Ghani and Abdullah, who took office in September as part of a power-sharing agreement after last year’s Afghan elections, will start the work week tomorrow with a visit to the Pentagon, where Defense Secretary Ash Carter and the Afghan president will thank American troops and veterans who have served in Afghanistan. That action alone illustrates the marked improvement in relations between the two countries since Ghani took over from Hamid Karzai, who had led Afghanistan since the U.S. coalition ousted the Taliban from power in 2001. Karzai had become increasingly acerbic in his criticism of the NATO-led forces operating in his country, souring relations with U.S. military and civilian leaders.

“This is the first time we’ll have an [elected] Afghan president in Washington whose name isn’t Hamid Karzai,” said Andrew Wilder, USIP’s vice president for South and Central Asia programs, in a conference call with reporters on March 20. Ghani will “try to rebuild that partnership.” He and Abdullah “recognize that, without strong international support, it’s going to be very difficult for their new government to succeed.”

Despite impressive advances that Wilder said aren’t acknowledged often enough, Afghanistan faces formidable odds. Fighting is expected to accelerate between Afghan government forces and the Taliban as spring arrives, amid a gradual drawdown of U.S. troops that previously provided indispensable air power, logistics and intelligence and reconnaissance capability. Afghan security forces lost more of their own troops in 2014 than in any year since the U.S. invasion, and this coming fighting season may be “one of the most violent yet,” Wilder said.

Against that reality, the Obama administration is considering slowing the drawdown of U.S. troops so that more will remain in Afghanistan through this coming fighting season. That, in turn, might send important signals to political players and investors that the international community isn’t abandoning Afghanistan, and it may help forestall the exit of international civilian assistance, which relies to a certain extent on the protection of a foreign troop presence and the corresponding interest back home in staying engaged.

'National Security Priority'

There’s this sense that there’s this window of possibility.”
– USIP President Nancy Lindborg

Wilder, who just returned from a visit to Afghanistan with USIP President Nancy Lindborg, emphasized the “critical U.S. national security priority” in staying engaged in Afghanistan for the longer term to prevent it from once again becoming a safe haven for trans-national terrorist groups, as it was for al-Qaida under the Taliban regime. That sanctuary emerged in significant part from the U.S. abandonment of Afghanistan once before, in 1992, after the Soviet Army left and America lost interest.
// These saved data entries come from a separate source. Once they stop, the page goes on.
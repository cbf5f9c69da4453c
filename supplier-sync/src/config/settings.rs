//! Settings read from the environment.

use std::env;
use std::path::PathBuf;
use std::time::Duration;

use supplier_sync_repository::config::{DEFAULT_GRAPH_BASE_URL, DEFAULT_LOGIN_BASE_URL};
use supplier_sync_repository::GraphConfig;
use supplier_sync_shared::SyncMode;
use tracing::warn;

use crate::loader::DEFAULT_ICON_URL;
use crate::source::{OAuthCredentials, RetryPolicy, DEFAULT_MAX_ATTEMPTS};
use crate::state::DEFAULT_CUTOFF_FILE;
use crate::SupplierSyncError;

/// Default delay between child-table attempts, in milliseconds.
const DEFAULT_CHILD_FETCH_RETRY_DELAY_MS: u64 = 2000;

/// Everything a run needs, resolved once at startup.
#[derive(Debug, Clone)]
pub struct Settings {
    pub oracle: OAuthCredentials,
    pub supplier_url: String,
    pub graph: GraphConfig,
    pub connection_id: String,
    pub sync_mode: SyncMode,
    pub cutoff_file: PathBuf,
    pub max_suppliers: Option<usize>,
    pub child_retry: RetryPolicy,
    pub hold_cutoff_on_upload_failure: bool,
    pub icon_url: String,
}

impl Settings {
    /// Read settings from the process environment.
    ///
    /// # Environment Variables
    ///
    /// Required:
    /// - `ORACLE_CLIENT_ID`, `ORACLE_CLIENT_SECRET`, `ORACLE_SCOPE`, `ORACLE_ACCESS_TOKEN_URL`
    /// - `ORACLE_SUPPLIER_URL`: Supplier list endpoint
    /// - `GRAPH_TENANT_ID`, `GRAPH_CLIENT_ID`, `GRAPH_CLIENT_SECRET`
    /// - `GRAPH_CONNECTION_ID`: Destination connection
    ///
    /// Optional:
    /// - `SYNC_MODE`: "full" or "incremental" (default: incremental)
    /// - `CUTOFF_FILE`: Cutoff file path (default: lastuploadtime.bin)
    /// - `MAX_SUPPLIERS`: Stop paging after this many suppliers (default: unlimited)
    /// - `CHILD_FETCH_MAX_ATTEMPTS`: Attempts per child-table page (default: 3)
    /// - `CHILD_FETCH_RETRY_DELAY_MS`: Delay between attempts (default: 2000)
    /// - `HOLD_CUTOFF_ON_UPLOAD_FAILURE`: Keep the old cutoff when uploads fail (default: false)
    /// - `GRAPH_BASE_URL`, `GRAPH_LOGIN_URL`: Endpoint overrides
    /// - `ITEM_ICON_URL`: Icon shown for every item
    pub fn from_env() -> Result<Self, SupplierSyncError> {
        Self::from_lookup(|key| env::var(key).ok())
    }

    /// Read settings through `lookup`, which returns the raw value of a key.
    pub fn from_lookup<F>(lookup: F) -> Result<Self, SupplierSyncError>
    where
        F: Fn(&str) -> Option<String>,
    {
        let get = |key: &str| {
            lookup(key)
                .map(|v| v.trim().to_string())
                .filter(|v| !v.is_empty())
        };
        let required = |key: &str| {
            get(key).ok_or_else(|| {
                SupplierSyncError::config(format!("Missing required setting {}", key))
            })
        };

        let oracle = OAuthCredentials {
            client_id: required("ORACLE_CLIENT_ID")?,
            client_secret: required("ORACLE_CLIENT_SECRET")?,
            scope: required("ORACLE_SCOPE")?,
            token_url: required("ORACLE_ACCESS_TOKEN_URL")?,
        };
        let supplier_url = required("ORACLE_SUPPLIER_URL")?;

        let graph = GraphConfig::new(
            required("GRAPH_TENANT_ID")?,
            required("GRAPH_CLIENT_ID")?,
            required("GRAPH_CLIENT_SECRET")?,
        )
        .with_endpoints(
            get("GRAPH_BASE_URL").unwrap_or_else(|| DEFAULT_GRAPH_BASE_URL.to_string()),
            get("GRAPH_LOGIN_URL").unwrap_or_else(|| DEFAULT_LOGIN_BASE_URL.to_string()),
        );
        let connection_id = required("GRAPH_CONNECTION_ID")?;

        let sync_mode = match get("SYNC_MODE") {
            None => SyncMode::Incremental,
            Some(raw) => SyncMode::parse(&raw).unwrap_or_else(|| {
                warn!(sync_mode = %raw, "Invalid SYNC_MODE, defaulting to 'incremental'");
                SyncMode::Incremental
            }),
        };

        let max_attempts = parse_or(
            get("CHILD_FETCH_MAX_ATTEMPTS"),
            "CHILD_FETCH_MAX_ATTEMPTS",
            DEFAULT_MAX_ATTEMPTS,
        );
        let retry_delay_ms = parse_or(
            get("CHILD_FETCH_RETRY_DELAY_MS"),
            "CHILD_FETCH_RETRY_DELAY_MS",
            DEFAULT_CHILD_FETCH_RETRY_DELAY_MS,
        );

        Ok(Self {
            oracle,
            supplier_url,
            graph,
            connection_id,
            sync_mode,
            cutoff_file: PathBuf::from(
                get("CUTOFF_FILE").unwrap_or_else(|| DEFAULT_CUTOFF_FILE.to_string()),
            ),
            max_suppliers: get("MAX_SUPPLIERS").and_then(|raw| match raw.parse::<usize>() {
                Ok(max) => Some(max),
                Err(_) => {
                    warn!(max_suppliers = %raw, "Invalid MAX_SUPPLIERS, paging without a cap");
                    None
                }
            }),
            child_retry: RetryPolicy::new(max_attempts, Duration::from_millis(retry_delay_ms)),
            hold_cutoff_on_upload_failure: get("HOLD_CUTOFF_ON_UPLOAD_FAILURE")
                .map(|raw| parse_flag(&raw))
                .unwrap_or(false),
            icon_url: get("ITEM_ICON_URL").unwrap_or_else(|| DEFAULT_ICON_URL.to_string()),
        })
    }
}

fn parse_or<T: std::str::FromStr>(raw: Option<String>, key: &str, default: T) -> T {
    match raw {
        None => default,
        Some(raw) => raw.parse().unwrap_or_else(|_| {
            warn!(key, value = %raw, "Invalid numeric setting, using default");
            default
        }),
    }
}

fn parse_flag(raw: &str) -> bool {
    matches!(raw.to_lowercase().as_str(), "true" | "1" | "yes" | "on")
}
“We’re already seeing that happen to some extent in eastern Afghanistan, where Pakistani Taliban have created safe havens from which they launched the devastating attack on the Army Public School in Peshawar on Dec. 16,” Wilder said. The attack killed 134 children and more than a dozen others, and it seems to have mobilized support among the public and at least some of Pakistan’s civilian and military leadership to reconsider its traditionally accommodating approach to certain militant groups.

Ghani took the “early and bold as well as politically risky” move to restore relations with Pakistan in hopes that leaders in Islamabad will help persuade Afghan Taliban leaders based in their country to enter negotiations, Wilder said.

Those factors and new signs from China, which has close ties with Pakistan, that it’s interested in playing a constructive role may be creating an important opening, Lindborg said.

“There’s this sense that there’s this window of possibility,” she said.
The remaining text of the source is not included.